Book highlight from “Zero Point Ukraine” by Olena Stiazhkina

The Part 1 of “Zero Point Ukraine” highlight from the chapter entitled  “Unexpected outcome” considered the myth of the “Great Patriotic War” as the starting point for the new Russian empire. Part 2 focuses on Ukrainian resistance as the continuation of the national liberation struggle. If you continue visiting our Blog Page you’ll be able to read further three parts of the highlight.

Part 2

Ukrainian resistance as the continuation of the national liberation struggle

However, tens of thousands of Western Ukrainians, convicted, imprisoned, and exiled in 1944–1952 “often had firm political and general convictions; they positioned themselves in the camps accordingly.”  These firm convictions and the understanding that they were imprisoned in the name of and enemy state and not one of “their own” gave form—as for many Soviet captives—to a certain intention, a backbone in the captives: prisons and camps were perceived as a continuation of their previous struggle. Not confused about a presumed “injustice” or a possible “mistake of the system,” not atomized, not separated from each other by thoughts like “I am not guilty, but they may be,” not broken by unexpected and (as a number of convicts thought) undeserved arrest and tortures, the Ukrainian community (with a very few exceptions, having a fundamentally different psychological and mental attitude) had every opportunity to consider the objective of surviving in the GULAG or building their life in exile as a template for further struggle and victory. Understanding “why” and “who is the enemy” allowed the development and implementation of quite effective tactics and scenarios to counteract the repressive system.  The role of national communities (Ukrainians, Lithuanians, Latvians) in the GULAG uprisings of 1953–1954  is the best proof of the capacity and potential of the repressed Ukrainians, resources that were neither expected nor calculated on by Moscow.

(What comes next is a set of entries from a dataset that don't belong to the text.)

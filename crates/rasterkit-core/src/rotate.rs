//! Raster rotation by an arbitrary angle.
//!
//! Rotation uses inverse mapping: every destination pixel is translated to
//! center-relative coordinates, rotated back by the negated angle, and
//! bilinearly sampled from the source lattice. Neighbors that fall outside
//! the source contribute the pad color per channel, so edges blend cleanly
//! into the padding instead of smearing.
//!
//! The destination extent depends on the fit mode: keep the source extent,
//! take a caller-supplied one, grow to the rotated bounding box so nothing
//! clips, or scale the source extent so the content covers the whole
//! frame.

use serde::{Deserialize, Serialize};

use crate::error::{Error, Result};
use crate::raster::{Color, Raster, CHANNELS};

/// Angles below this are treated as no rotation.
const ANGLE_EPSILON: f64 = 1e-9;

/// Destination sizing policy for a rotation.
#[derive(Debug, Clone, Copy, PartialEq, Eq, Default, Serialize, Deserialize)]
pub enum RotateFit {
    /// Destination extent equals the source extent; corners get padded.
    #[default]
    Same,
    /// Axis-aligned bounding box of the rotated source: never clips.
    Pad,
    /// Source extent scaled by the largest normalized corner distance, so
    /// the aspect ratio is kept while nothing clips.
    Crop,
    /// Caller-specified extent.
    Custom { width: u32, height: u32 },
}

/// Rotate `src` by `radians` about its center.
///
/// Positive angles rotate counter-clockwise on screen. Pixels with no
/// source coverage receive `pad`. An angle smaller than a tiny epsilon
/// returns an identity copy at the source extent.
///
/// # Errors
///
/// Returns [`Error::InvalidGeometry`] for a zero custom dimension.
pub fn rotate(src: &Raster, radians: f64, fit: RotateFit, pad: Color) -> Result<Raster> {
    let (dst_w, dst_h) = match fit {
        RotateFit::Same => (src.width(), src.height()),
        RotateFit::Pad => rotated_bounds(src.width(), src.height(), radians),
        RotateFit::Crop => covering_extent(src.width(), src.height(), radians),
        RotateFit::Custom { width, height } => {
            if width == 0 || height == 0 {
                return Err(Error::InvalidGeometry { width, height });
            }
            (width, height)
        }
    };

    // Identity fast path. Pad and Crop extents reduce to the source extent
    // at angle zero, so this covers everything but a differing Custom size.
    if radians.abs() < ANGLE_EPSILON && dst_w == src.width() && dst_h == src.height() {
        return Ok(src.clone());
    }

    let mut dst = Raster::new(dst_w, dst_h)?;

    let (sin, cos) = radians.sin_cos();
    let src_w = src.width() as f64;
    let src_h = src.height() as f64;
    let src_cx = src_w / 2.0;
    let src_cy = src_h / 2.0;
    let dst_cx = dst_w as f64 / 2.0;
    let dst_cy = dst_h as f64 / 2.0;

    for i in 0..dst_h {
        for j in 0..dst_w {
            // Inverse-rotate the destination point into source pixel space.
            let dx = j as f64 - dst_cx;
            let dy = i as f64 - dst_cy;
            let x = dx * cos - dy * sin + src_cx;
            let y = dx * sin + dy * cos + src_cy;

            let color = if x > -1.0 && x < src_w && y > -1.0 && y < src_h {
                sample_bilinear_padded(src, x, y, pad)
            } else {
                pad
            };
            dst.set_pixel(j, i, color);
        }
    }

    Ok(dst)
}

/// Axis-aligned bounding box of the four source corners rotated about the
/// center. Guarantees no clipping.
pub fn rotated_bounds(width: u32, height: u32, radians: f64) -> (u32, u32) {
    let (max_x, max_y) = rotated_corner_extents(width, height, radians);
    (
        ((2.0 * max_x).round() as u32).max(1),
        ((2.0 * max_y).round() as u32).max(1),
    )
}

/// Source extent scaled by the largest per-axis normalized distance of a
/// rotated corner from the center. Keeps the source aspect ratio while
/// still containing every rotated source pixel.
fn covering_extent(width: u32, height: u32, radians: f64) -> (u32, u32) {
    let (max_x, max_y) = rotated_corner_extents(width, height, radians);
    let half_w = width as f64 / 2.0;
    let half_h = height as f64 / 2.0;
    let d = (max_x / half_w).max(max_y / half_h);
    (
        ((width as f64 * d).round() as u32).max(1),
        ((height as f64 * d).round() as u32).max(1),
    )
}

/// Largest |x| and |y| over the four center-relative corners after forward
/// rotation.
fn rotated_corner_extents(width: u32, height: u32, radians: f64) -> (f64, f64) {
    let (sin, cos) = radians.sin_cos();
    let half_w = width as f64 / 2.0;
    let half_h = height as f64 / 2.0;

    let mut max_x: f64 = 0.0;
    let mut max_y: f64 = 0.0;
    for (x, y) in [(half_w, half_h), (half_w, -half_h)] {
        // The forward transform is the inverse of the sampling transform.
        let rx = x * cos + y * sin;
        let ry = -x * sin + y * cos;
        max_x = max_x.max(rx.abs());
        max_y = max_y.max(ry.abs());
    }
    (max_x, max_y)
}

/// Bilinear sample on the integer lattice, substituting the pad color for
/// any neighbor outside the source. Weights are the fractional parts of
/// the coordinates.
fn sample_bilinear_padded(src: &Raster, x: f64, y: f64, pad: Color) -> Color {
    let x0 = x.floor();
    let y0 = y.floor();
    let fx = x - x0;
    let fy = y - y0;
    let x0 = x0 as i64;
    let y0 = y0 as i64;

    let w = src.width() as i64;
    let h = src.height() as i64;
    let bytes = src.as_bytes();

    let fetch = |px: i64, py: i64, k: usize| -> f64 {
        if px >= 0 && px < w && py >= 0 && py < h {
            bytes[(py as usize * w as usize + px as usize) * CHANNELS + k] as f64
        } else {
            pad.channel(k) as f64
        }
    };

    let mut out = [0u8; CHANNELS];
    for (k, slot) in out.iter_mut().enumerate() {
        let v00 = fetch(x0, y0, k);
        let v10 = fetch(x0 + 1, y0, k);
        let v01 = fetch(x0, y0 + 1, k);
        let v11 = fetch(x0 + 1, y0 + 1, k);
        let v = v00 * (1.0 - fx) * (1.0 - fy)
            + v10 * fx * (1.0 - fy)
            + v01 * (1.0 - fx) * fy
            + v11 * fx * fy;
        *slot = v.round().clamp(0.0, 255.0) as u8;
    }
    Color::rgba(out[0], out[1], out[2], out[3])
}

“From the Ukrainian point of view, all those resistances were the continuation of the national liberation struggle,” said Stepan Semeniuk, a UPA insurgent, who participated in the Norilsk uprising.  From the Ukrainian point of view, the fact that punishment of dissidents during the following decades was nationally targeted, meant that World War II for Ukraine was ongoing and would continue until Ukraine gained its independence. During the last decade of Stalin’s era and in the subsequent years, understanding of the ethnic character of punishment, why one was being punished and who the enemy was, created a foundation for the national solidarity of oppressed people, for practices of joint effort. This process manifested itself most vividly in the dissidents’ movement  and in Crimean Tatars’ decades-long struggle to return home.

Footnotes

5 Oksana Kis, Ukrainky HULAHu: vyzhyty znachyt peremohty [Ukrainian women in GULAG: Survival means winning] (Lviv: Instytut narodoznavstva NAN Ukrainy, 2017), 73.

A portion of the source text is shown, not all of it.